Life (and Death) on the FarmApril 27, 2016
Not many farmers would choose to farm on the heavy clay soil at New Village Farm in Shelburne, but for Michaela Ryan it was a perfect location for one reason – it was walking distance away for around 1,000 students. Children from the Lake Champlain Waldorf School and the Shelburne Community School have an extended classroom at New Village Farm through their afterschool programs, camps and their farm-school partnerships. Michaela realized a need for students to connect to farm life and animals. Her own experience growing up on a sheep farm in Quebec was the only thing that made Michaela’s childhood and teenage years bearable, “my sanity relied on the farm environment, the open spaces, the animals,” she shared, “the more head-driven we get, the more we need to feel connected to the earth.”

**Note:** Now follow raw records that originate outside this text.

// Classification and retry around single provider calls.
//
// `call_provider` only classifies and logs. Retrying is opt-in through
// `with_retry`, and only rate-limited failures are retried.

use std::future::Future;
use std::time::Duration;

use rand::Rng;
use tracing::{debug, error, warn};

use crate::error::Result;

/// Run one provider call, logging the failure class under `name`.
pub async fn call_provider<T, F, Fut>(name: &str, action: F) -> Result<T>
where
    F: FnOnce() -> Fut,
    Fut: Future<Output = Result<T>>,
{
    let result = action().await;
    if let Err(ref err) = result {
        if err.is_rate_limited() {
            warn!(call = name, error = %err, "Provider rate limited");
        } else if err.is_insufficient_credits() {
            error!(call = name, error = %err, "Provider credits exhausted");
        } else {
            debug!(call = name, error = %err, "Provider call failed");
        }
    }
    result
}

/// Backoff schedule for rate-limited calls.
#[derive(Debug, Clone)]
pub struct RetryPolicy {
    pub max_retries: u32,
    pub base_delay: Duration,
    pub max_delay: Duration,
    /// Fractional jitter applied to every delay, e.g. 0.1 for ±10%.
    pub jitter: f64,
}

impl RetryPolicy {
    /// Map / crawl start: 2s doubling up to 60s, ±10%, six retries.
    pub fn discovery() -> Self {
        Self {
            max_retries: 6,
            base_delay: Duration::from_secs(2),
            max_delay: Duration::from_secs(60),
            jitter: 0.1,
        }
    }

    /// Per-URL scrape: 1s doubling up to 32s, ±20%, five retries.
    pub fn scrape() -> Self {
        Self {
            max_retries: 5,
            base_delay: Duration::from_secs(1),
            max_delay: Duration::from_secs(32),
            jitter: 0.2,
        }
    }

    pub fn none() -> Self {
        Self {
            max_retries: 0,
            base_delay: Duration::ZERO,
            max_delay: Duration::ZERO,
            jitter: 0.0,
        }
    }

    /// Un-jittered exponential delay for a zero-based attempt.
    pub fn backoff(&self, attempt: u32) -> Duration {
        let factor = 2u32.saturating_pow(attempt);
        self.base_delay.saturating_mul(factor).min(self.max_delay)
    }
}

fn apply_jitter(delay: Duration, fraction: f64) -> Duration {
    if fraction <= 0.0 || delay.is_zero() {
        return delay;
    }
    let factor = 1.0 + rand::rng().random_range(-fraction..=fraction);
    delay.mul_f64(factor.max(0.0))
}

/// Retry `action` while it fails with a rate-limit error, up to `policy.max_retries`.
/// The provider's own retry hint is preferred over the computed backoff.
pub async fn with_retry<T, F, Fut>(name: &str, policy: &RetryPolicy, mut action: F) -> Result<T>
where
    F: FnMut() -> Fut,
    Fut: Future<Output = Result<T>>,
{
    let mut attempt = 0;
    loop {
        match call_provider(name, &mut action).await {
            Ok(value) => return Ok(value),
            Err(err) if err.is_rate_limited() && attempt < policy.max_retries => {
                let wait = err
                    .retry_after()
                    .unwrap_or_else(|| policy.backoff(attempt));
                let wait = apply_jitter(wait, policy.jitter);
                warn!(
                    call = name,
                    attempt = attempt + 1,
                    max_attempts = policy.max_retries + 1,
                    wait_ms = wait.as_millis() as u64,
                    "Rate limited, backing off"
                );
                tokio::time::sleep(wait).await;
                attempt += 1;
            }
            Err(err) => {
                if err.is_rate_limited() {
                    error!(call = name, attempts = attempt + 1, "Rate limited after all retries");
                }
                return Err(err);
            }
        }
    }
}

Returning to farming and farm education was a calling for Michaela, but she had a barrier to her chosen path. “I couldn’t return to farming until I understood my relationship with loss,” she shared. Raising animals for slaughter and the day-to-day trials of farming means dealing with death. Michaela took time to learn about loss, and even trained as a grief recovery specialist, so she could provide a healthy environment to let children explore the full circle of everyday farm life. “Kids are taught to fear death, but when they look at it in their own way with a young, open mind they can see it as the natural part of life it is,” she shared. When a chicken or goat dies on the farm, Michaela lets the students see and touch the animal – they are encouraged to ask questions, to talk about what happened, to explore the broad range of emotions they experience and seek out support if they need it. Michaela has seen the exposure to death on the farm help children deal with the loss of a grandparent and even help their parents deal with the loss in their lives.
New Village Farm holds itself as a community farm and an open space to learn about everything farm life entails and they are always taking on committed volunteers. They also offer classes and camps for adults (that’s right – adult farm camp), and for families to come and learn together!